● **What is needed**: Would you pull out every line of the material that contains the string "await"?

--

use std::sync::Arc;

use axum::{
    body::Body,
    extract::{multipart::MultipartRejection, Multipart, State},
    http::{header, StatusCode},
    response::Response,
};
use chrono::Utc;
use imgsqueeze_core::models::CompressionSettings;
use imgsqueeze_core::AppError;
use imgsqueeze_processing::{single_output_name, AnimationDetector, CompressionResult};
use percent_encoding::{utf8_percent_encode, NON_ALPHANUMERIC};

use crate::constants::{HEADER_COMPRESSED_SIZE, HEADER_COMPRESSION_RATIO, HEADER_ORIGINAL_SIZE};
use crate::error::{ErrorResponse, HttpAppError};
use crate::state::AppState;
use crate::utils::upload::{extract_upload, UploadMode};

/// Compress a single image
///
/// Accepts a multipart form with a `file` part and an optional `settings`
/// JSON text part. Responds with the encoded image as an attachment; sizes and
/// the compression ratio are reported in `X-*` headers.
#[utoipa::path(
    post,
    path = "/api/compress",
    tag = "compression",
    request_body(content = inline(Object), content_type = "multipart/form-data"),
    responses(
        (status = 200, description = "Compressed image bytes", content_type = "image/*"),
        (status = 400, description = "Missing, oversized or unsupported file", body = ErrorResponse),
        (status = 405, description = "Method not allowed", body = ErrorResponse),
        (status = 500, description = "Compression failed", body = ErrorResponse)
    )
)]
#[tracing::instrument(skip(state, multipart), fields(operation = "compress_image"))]
pub async fn compress_image(
    State(state): State<Arc<AppState>>,
    multipart: Result<Multipart, MultipartRejection>,
) -> Result<Response, HttpAppError> {
    let multipart = multipart.map_err(|rejection| {
        tracing::debug!(rejection = %rejection, "Request is not a multipart upload");
        AppError::NoFile
    })?;

    let upload = extract_upload(multipart, &state.validator, UploadMode::Single).await?;
    let file = upload
        .files
        .into_iter()
        .next()
        .ok_or(AppError::NoFile)?;

    let settings = CompressionSettings::normalize(upload.settings.as_deref()).settings;
    let output_name = single_output_name(&settings, Utc::now().timestamp_millis());

    tracing::info!(
        original_name = %file.original_name,
        size = file.size(),
        content_type = %file.content_type,
        settings = ?settings,
        "Processing upload"
    );

    let engine = state.engine.clone();
    let result = tokio::task::spawn_blocking(move || {
        let animated = AnimationDetector::is_animated(&file.data, &file.original_name);
        engine.compress(&file.data, &settings, animated, output_name)
    })
    .await
    .map_err(|e| AppError::CompressionFailed(format!("Compression task failed: {}", e)))??;

    tracing::info!(
        output_name = %result.output_name,
        original_size = result.original_size,
        compressed_size = result.compressed_size,
        compression_ratio = result.compression_ratio,
        path = ?result.path,
        "Compression completed"
    );

    build_image_response(result)
}

fn build_image_response(result: CompressionResult) -> Result<Response, HttpAppError> {
    Response::builder()
        .status(StatusCode::OK)
        .header(header::CONTENT_TYPE, result.format.mime_type())
        .header(header::CONTENT_LENGTH, result.compressed_size)
        .header(
            header::CONTENT_DISPOSITION,
            content_disposition(&result.output_name),
        )
        .header(HEADER_ORIGINAL_SIZE, result.original_size)
        .header(HEADER_COMPRESSED_SIZE, result.compressed_size)
        .header(HEADER_COMPRESSION_RATIO, result.compression_ratio.to_string())
        .body(Body::from(result.data))
        .map_err(|e| AppError::Internal(format!("Failed to build response: {}", e)).into())
}

/// `attachment` disposition. Non-ASCII names get an RFC 5987 `filename*`
/// next to a sanitised ASCII `filename`.
pub fn content_disposition(name: &str) -> String {
    let fallback: String = name
        .chars()
        .map(|c| {
            if c.is_ascii() && !c.is_ascii_control() && c != '"' && c != '\\' {
                c
            } else {
                '_'
            }
        })
        .collect();

    if name.is_ascii() {
        format!("attachment; filename=\"{}\"", fallback)
    } else {
        format!(
            "attachment; filename=\"{}\"; filename*=UTF-8''{}",
            fallback,
            utf8_percent_encode(name, NON_ALPHANUMERIC)
        )
    }
}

--

● **Result of the task**:
    let upload = extract_upload(multipart, &state.validator, UploadMode::Single).await?;
    .await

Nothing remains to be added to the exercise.